━━ Given entries

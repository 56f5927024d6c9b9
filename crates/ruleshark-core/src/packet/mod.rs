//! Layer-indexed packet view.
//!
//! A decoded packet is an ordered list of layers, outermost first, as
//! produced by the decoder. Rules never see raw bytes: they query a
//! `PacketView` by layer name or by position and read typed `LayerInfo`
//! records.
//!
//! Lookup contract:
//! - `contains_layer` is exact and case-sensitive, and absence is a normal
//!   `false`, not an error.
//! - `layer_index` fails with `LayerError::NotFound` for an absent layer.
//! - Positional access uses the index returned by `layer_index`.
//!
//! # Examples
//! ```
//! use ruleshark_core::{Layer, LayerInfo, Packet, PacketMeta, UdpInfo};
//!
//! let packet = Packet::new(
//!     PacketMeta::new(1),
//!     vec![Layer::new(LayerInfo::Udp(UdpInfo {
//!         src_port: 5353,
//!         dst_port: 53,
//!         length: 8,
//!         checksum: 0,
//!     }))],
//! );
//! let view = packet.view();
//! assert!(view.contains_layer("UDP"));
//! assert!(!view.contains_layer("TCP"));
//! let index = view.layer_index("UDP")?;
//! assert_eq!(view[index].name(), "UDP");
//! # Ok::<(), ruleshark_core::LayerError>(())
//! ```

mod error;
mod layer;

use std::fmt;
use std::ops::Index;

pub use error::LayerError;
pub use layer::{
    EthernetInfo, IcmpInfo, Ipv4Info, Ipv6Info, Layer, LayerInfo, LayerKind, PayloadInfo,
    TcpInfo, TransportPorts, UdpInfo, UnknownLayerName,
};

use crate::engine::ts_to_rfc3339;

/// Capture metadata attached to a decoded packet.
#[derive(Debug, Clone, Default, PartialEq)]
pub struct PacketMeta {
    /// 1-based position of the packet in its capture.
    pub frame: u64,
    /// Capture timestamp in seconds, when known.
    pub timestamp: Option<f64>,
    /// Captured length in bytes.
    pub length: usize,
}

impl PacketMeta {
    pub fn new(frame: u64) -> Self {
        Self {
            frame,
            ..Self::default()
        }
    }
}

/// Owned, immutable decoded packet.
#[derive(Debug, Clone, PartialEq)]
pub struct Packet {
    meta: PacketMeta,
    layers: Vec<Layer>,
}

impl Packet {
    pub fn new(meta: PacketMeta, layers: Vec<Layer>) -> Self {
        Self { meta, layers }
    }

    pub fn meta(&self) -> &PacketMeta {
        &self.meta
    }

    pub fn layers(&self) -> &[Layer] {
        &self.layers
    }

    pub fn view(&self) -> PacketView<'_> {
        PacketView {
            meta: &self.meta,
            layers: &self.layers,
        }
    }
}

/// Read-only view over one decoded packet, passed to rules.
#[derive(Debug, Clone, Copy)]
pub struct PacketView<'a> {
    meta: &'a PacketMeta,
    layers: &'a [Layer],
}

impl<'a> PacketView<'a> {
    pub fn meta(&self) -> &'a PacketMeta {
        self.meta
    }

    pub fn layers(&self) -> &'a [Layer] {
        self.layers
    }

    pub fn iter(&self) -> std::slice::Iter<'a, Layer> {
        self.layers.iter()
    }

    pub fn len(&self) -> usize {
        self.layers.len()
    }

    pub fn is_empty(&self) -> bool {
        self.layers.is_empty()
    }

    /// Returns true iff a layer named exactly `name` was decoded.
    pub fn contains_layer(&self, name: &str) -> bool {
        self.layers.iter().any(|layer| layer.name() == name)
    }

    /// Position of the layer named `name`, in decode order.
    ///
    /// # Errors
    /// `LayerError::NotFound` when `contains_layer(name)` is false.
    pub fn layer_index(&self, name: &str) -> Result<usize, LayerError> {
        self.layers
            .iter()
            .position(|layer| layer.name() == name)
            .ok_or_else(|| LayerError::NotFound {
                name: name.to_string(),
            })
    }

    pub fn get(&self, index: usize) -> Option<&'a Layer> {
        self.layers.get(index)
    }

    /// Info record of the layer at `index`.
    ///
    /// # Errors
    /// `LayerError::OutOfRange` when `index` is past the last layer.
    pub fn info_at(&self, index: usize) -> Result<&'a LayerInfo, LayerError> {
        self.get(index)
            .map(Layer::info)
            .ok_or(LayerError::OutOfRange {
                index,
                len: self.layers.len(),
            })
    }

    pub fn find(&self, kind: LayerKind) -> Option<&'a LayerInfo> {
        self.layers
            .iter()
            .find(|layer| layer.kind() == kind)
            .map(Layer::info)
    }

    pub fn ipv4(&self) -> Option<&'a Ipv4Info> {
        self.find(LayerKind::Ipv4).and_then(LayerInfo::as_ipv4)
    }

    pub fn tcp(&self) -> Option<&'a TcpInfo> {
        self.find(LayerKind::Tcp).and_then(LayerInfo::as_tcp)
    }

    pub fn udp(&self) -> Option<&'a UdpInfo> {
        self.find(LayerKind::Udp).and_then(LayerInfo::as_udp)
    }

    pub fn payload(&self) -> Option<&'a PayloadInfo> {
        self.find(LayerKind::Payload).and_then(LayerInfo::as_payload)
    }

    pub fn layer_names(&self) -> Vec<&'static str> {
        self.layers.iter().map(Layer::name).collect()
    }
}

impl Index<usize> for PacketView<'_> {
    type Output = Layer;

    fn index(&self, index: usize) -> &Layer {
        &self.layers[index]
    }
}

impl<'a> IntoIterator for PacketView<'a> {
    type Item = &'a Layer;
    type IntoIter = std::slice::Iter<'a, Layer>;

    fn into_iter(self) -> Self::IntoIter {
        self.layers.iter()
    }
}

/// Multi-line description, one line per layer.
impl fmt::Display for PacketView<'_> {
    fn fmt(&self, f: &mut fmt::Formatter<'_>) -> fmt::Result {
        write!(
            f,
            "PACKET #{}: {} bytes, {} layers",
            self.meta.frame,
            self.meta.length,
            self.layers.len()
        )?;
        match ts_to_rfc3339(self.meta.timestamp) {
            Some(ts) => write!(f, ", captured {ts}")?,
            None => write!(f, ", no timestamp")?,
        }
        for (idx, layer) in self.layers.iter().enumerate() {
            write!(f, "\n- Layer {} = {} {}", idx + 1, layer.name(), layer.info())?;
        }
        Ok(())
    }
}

━━━━

What needs to be done.
Using the material above, report each line where "PartialEq" occurs.

The completed task.
#[derive(Debug, Clone, Default, PartialEq)]
#[derive(Debug, Clone, PartialEq)]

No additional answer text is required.